Data to examine »
== Segment start ==

//! Database error types.
//!
//! Driver errors never leave the worker thread as `rusqlite::Error`. They are
//! classified into an [`ErrorCause`] where they are first observed and travel
//! to the controller as a [`WorkerError`].

use rusqlite::ffi;
use std::fmt;
use std::time::Duration;
use thiserror::Error;

/// Which constraint a failing statement violated.
#[derive(Debug, Clone, Copy, PartialEq, Eq)]
pub enum ConstraintKind {
    Unique,
    PrimaryKey,
    ForeignKey,
    NotNull,
    Check,
    Other,
}

/// Closed set of failure causes reported by the embedded database.
#[derive(Debug, Clone, Copy, PartialEq, Eq)]
pub enum ErrorCause {
    /// Another connection holds a conflicting lock.
    Busy,
    /// A table in this connection is locked.
    Locked,
    Constraint(ConstraintKind),
    /// Wrong key, or the file is not a database at all.
    NotADatabase,
    Corrupt,
    ReadOnly,
    Io,
    /// Syntax errors, missing tables or columns, type mismatches.
    Sql,
    /// Invalid use of the worker protocol, e.g. an unknown statement handle.
    Misuse,
    Other,
}

impl ErrorCause {
    /// Contention that clears up on its own.
    pub fn is_transient(self) -> bool {
        matches!(self, ErrorCause::Busy | ErrorCause::Locked)
    }

    pub fn from_sqlite(err: &rusqlite::Error) -> Self {
        match err {
            rusqlite::Error::SqliteFailure(e, _) => Self::from_code(e),
            // Syntax errors reported at prepare time.
            rusqlite::Error::SqlInputError { error, .. } => Self::from_code(error),
            rusqlite::Error::QueryReturnedNoRows
            | rusqlite::Error::InvalidColumnIndex(_)
            | rusqlite::Error::InvalidColumnName(_)
            | rusqlite::Error::InvalidColumnType(..)
            | rusqlite::Error::InvalidParameterCount(..)
            | rusqlite::Error::InvalidParameterName(_)
            | rusqlite::Error::ExecuteReturnedResults
            | rusqlite::Error::MultipleStatement => ErrorCause::Sql,
            _ => ErrorCause::Other,
        }
    }

    fn from_code(e: &ffi::Error) -> Self {
        match e.code {
            ffi::ErrorCode::DatabaseBusy => ErrorCause::Busy,
            ffi::ErrorCode::DatabaseLocked => ErrorCause::Locked,
            ffi::ErrorCode::ConstraintViolation => {
                ErrorCause::Constraint(constraint_kind(e.extended_code))
            }
            ffi::ErrorCode::NotADatabase => ErrorCause::NotADatabase,
            ffi::ErrorCode::DatabaseCorrupt => ErrorCause::Corrupt,
            ffi::ErrorCode::ReadOnly => ErrorCause::ReadOnly,
            ffi::ErrorCode::SystemIoFailure
            | ffi::ErrorCode::DiskFull
            | ffi::ErrorCode::CannotOpen => ErrorCause::Io,
            ffi::ErrorCode::ApiMisuse => ErrorCause::Misuse,
            ffi::ErrorCode::Unknown | ffi::ErrorCode::TypeMismatch => ErrorCause::Sql,
            _ => ErrorCause::Other,
        }
    }
}

fn constraint_kind(extended_code: i32) -> ConstraintKind {
    match extended_code {
        ffi::SQLITE_CONSTRAINT_UNIQUE => ConstraintKind::Unique,
        ffi::SQLITE_CONSTRAINT_PRIMARYKEY => ConstraintKind::PrimaryKey,
        ffi::SQLITE_CONSTRAINT_FOREIGNKEY => ConstraintKind::ForeignKey,
        ffi::SQLITE_CONSTRAINT_NOTNULL => ConstraintKind::NotNull,
        ffi::SQLITE_CONSTRAINT_CHECK => ConstraintKind::Check,
        _ => ConstraintKind::Other,
    }
}

/// Error produced inside the worker, already classified.
#[derive(Debug, Clone, PartialEq, Eq, Error)]
#[error("{message}")]
pub struct WorkerError {
    pub cause: ErrorCause,
    pub message: String,
}

impl WorkerError {
    pub fn new(cause: ErrorCause, message: impl Into<String>) -> Self {
        Self {
            cause,
            message: message.into(),
        }
    }
}

impl From<rusqlite::Error> for WorkerError {
    fn from(err: rusqlite::Error) -> Self {
        Self {
            cause: ErrorCause::from_sqlite(&err),
            message: err.to_string(),
        }
    }
}

/// How a worker died.
#[derive(Debug, Clone, Copy, PartialEq, Eq)]
pub enum WorkerFailureKind {
    /// The worker thread stopped without being asked to.
    Terminated,
    /// A restarted worker never reported ready.
    Timeout,
    /// The worker could not (re)open the database file.
    ConnectionFailed,
    /// The worker panicked.
    Unknown,
}

impl fmt::Display for WorkerFailureKind {
    fn fmt(&self, f: &mut fmt::Formatter<'_>) -> fmt::Result {
        let s = match self {
            WorkerFailureKind::Terminated => "terminated",
            WorkerFailureKind::Timeout => "timeout",
            WorkerFailureKind::ConnectionFailed => "connection failed",
            WorkerFailureKind::Unknown => "unknown",
        };
        f.write_str(s)
    }
}

/// Database error type.
#[derive(Error, Debug)]
pub enum DatabaseError {
    /// A statement failed inside the worker.
    #[error("{operation} failed: {message}")]
    Query {
        operation: &'static str,
        cause: ErrorCause,
        message: String,
    },

    /// No reply within the operation's timeout band.
    #[error("{operation} timed out after {timeout:?}")]
    Timeout {
        operation: &'static str,
        timeout: Duration,
    },

    /// The worker died while the request was pending.
    #[error("worker {kind} during {operation} (retry {retry_count}): {message}")]
    WorkerFailure {
        kind: WorkerFailureKind,
        operation: &'static str,
        retry_count: u32,
        message: String,
    },

    /// The lifetime restart ceiling was reached; the controller is unusable.
    #[error("database worker failed permanently after {restarts} restarts: {last_failure}")]
    RestartBudgetExhausted { restarts: u32, last_failure: String },

    /// A retryable error persisted through every attempt.
    #[error("{operation} gave up after {attempts} attempts: {source}")]
    RetriesExhausted {
        operation: &'static str,
        attempts: u32,
        #[source]
        source: Box<DatabaseError>,
    },

    #[error("database could not be opened: {0}")]
    Open(WorkerError),

    /// The key does not decrypt this file.
    #[error("database key does not match the database file")]
    KeyMismatch,

    #[error("database is closing")]
    Closing,

    #[error("database is closed")]
    Closed,

    #[error("worker did not terminate after {attempts} attempts")]
    Termination { attempts: u32 },

    /// A transaction handle was used after its scope ended.
    #[error("transaction is no longer active")]
    TransactionFinished,

    /// Migration error
    #[error("Migration error: {0}")]
    Migration(String),

    /// Encryption error
    #[error("Encryption error: {0}")]
    Encryption(String),

    /// JSON serialization error
    #[error("JSON error: {0}")]
    Json(#[from] serde_json::Error),

    /// IO error
    #[error("IO error: {0}")]
    Io(#[from] std::io::Error),

    /// A row did not have the expected shape.
    #[error("Invalid data: {0}")]
    InvalidData(String),
}

impl DatabaseError {
    pub(crate) fn from_worker(operation: &'static str, err: WorkerError) -> Self {
        DatabaseError::Query {
            operation,
            cause: err.cause,
            message: err.message,
        }
    }

    /// Whether the retry policy may try again.
    pub fn is_retryable(&self) -> bool {
        match self {
            DatabaseError::Query { cause, .. } => cause.is_transient(),
            DatabaseError::WorkerFailure { .. } => true,
            _ => false,
        }
    }

    /// The innermost error, looking through [`DatabaseError::RetriesExhausted`].
    pub fn root(&self) -> &DatabaseError {
        match self {
            DatabaseError::RetriesExhausted { source, .. } => source.root(),
            other => other,
        }
    }

    pub fn cause(&self) -> Option<ErrorCause> {
        match self.root() {
            DatabaseError::Query { cause, .. } => Some(*cause),
            _ => None,
        }
    }

    pub fn constraint_kind(&self) -> Option<ConstraintKind> {
        match self.cause() {
            Some(ErrorCause::Constraint(kind)) => Some(kind),
            _ => None,
        }
    }

    pub fn is_constraint_violation(&self) -> bool {
        self.constraint_kind().is_some()
    }

    /// Unique or primary-key violation.
    pub fn is_unique_violation(&self) -> bool {
        matches!(
            self.constraint_kind(),
            Some(ConstraintKind::Unique | ConstraintKind::PrimaryKey)
        )
    }
}

/// Result type alias using DatabaseError.
pub type DatabaseResult<T> = Result<T, DatabaseError>;

#[cfg(test)]
mod tests {
    use super::*;
    use rusqlite::Connection;

    fn failure(sql: &str) -> rusqlite::Error {
        let conn = Connection::open_in_memory().unwrap();
        conn.execute_batch(
            "CREATE TABLE parent (id INTEGER PRIMARY KEY);
             CREATE TABLE t (id INTEGER PRIMARY KEY, name TEXT NOT NULL UNIQUE,
                             parent_id INTEGER REFERENCES parent(id));
             PRAGMA foreign_keys = ON;
             INSERT INTO t (id, name) VALUES (1, 'a');",
        )
        .unwrap();
        conn.execute_batch(sql).unwrap_err()
    }

    #[test]
    fn test_classifies_constraints() {
        assert_eq!(
            ErrorCause::from_sqlite(&failure("INSERT INTO t (id, name) VALUES (2, 'a')")),
            ErrorCause::Constraint(ConstraintKind::Unique)
        );
        assert_eq!(
            ErrorCause::from_sqlite(&failure("INSERT INTO t (id, name) VALUES (1, 'b')")),
            ErrorCause::Constraint(ConstraintKind::PrimaryKey)
        );
        assert_eq!(
            ErrorCause::from_sqlite(&failure("INSERT INTO t (id, name) VALUES (3, NULL)")),
            ErrorCause::Constraint(ConstraintKind::NotNull)
        );
        assert_eq!(
            ErrorCause::from_sqlite(&failure(
                "INSERT INTO t (id, name, parent_id) VALUES (4, 'c', 99)"
            )),
            ErrorCause::Constraint(ConstraintKind::ForeignKey)
        );
    }

    #[test]
    fn test_classifies_sql_errors_as_fatal() {
        let cause = ErrorCause::from_sqlite(&failure("SELECT * FROM missing_table"));
        assert!(!cause.is_transient());

        let err = DatabaseError::from_worker("run", WorkerError::new(cause, "no such table"));
        assert!(!err.is_retryable());
    }

    #[test]
    fn test_classifies_prepare_syntax_errors() {
        let conn = Connection::open_in_memory().unwrap();
        let err = conn.prepare("SELEC 1").unwrap_err();
        assert_eq!(ErrorCause::from_sqlite(&err), ErrorCause::Sql);
    }

    #[test]
    fn test_busy_and_locked_are_retryable() {
        for cause in [ErrorCause::Busy, ErrorCause::Locked] {
            let err = DatabaseError::Query {
                operation: "run",
                cause,
                message: "database is locked".into(),
            };
            assert!(err.is_retryable());
        }
    }

    #[test]
    fn test_worker_failure_retryable_timeout_not() {
        let crash = DatabaseError::WorkerFailure {
            kind: WorkerFailureKind::Unknown,
            operation: "get",
            retry_count: 0,
            message: "worker exited".into(),
        };
        assert!(crash.is_retryable());

        let timeout = DatabaseError::Timeout {
            operation: "all",
            timeout: Duration::from_millis(10),
        };
        assert!(!timeout.is_retryable());
    }

    #[test]
    fn test_root_looks_through_retries() {
        let err = DatabaseError::RetriesExhausted {
            operation: "run",
            attempts: 3,
            source: Box::new(DatabaseError::Query {
                operation: "run",
                cause: ErrorCause::Busy,
                message: "database is locked".into(),
            }),
        };
        assert_eq!(err.cause(), Some(ErrorCause::Busy));
        assert!(err.to_string().contains("3 attempts"));
    }

    #[test]
    fn test_worker_failure_message_names_operation_and_retries() {
        let err = DatabaseError::WorkerFailure {
            kind: WorkerFailureKind::Terminated,
            operation: "stmt_run",
            retry_count: 2,
            message: "thread exited".into(),
        };
        let text = err.to_string();
        assert!(text.contains("stmt_run"));
        assert!(text.contains("retry 2"));
    }
}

== Segment end ==

What is expected » Lines in the records above that carry the word "thread" are to be located and copied.

Solved problem »
//! Driver errors never leave the worker thread as `rusqlite::Error`. They are
    /// The worker thread stopped without being asked to.
            message: "thread exited".into(),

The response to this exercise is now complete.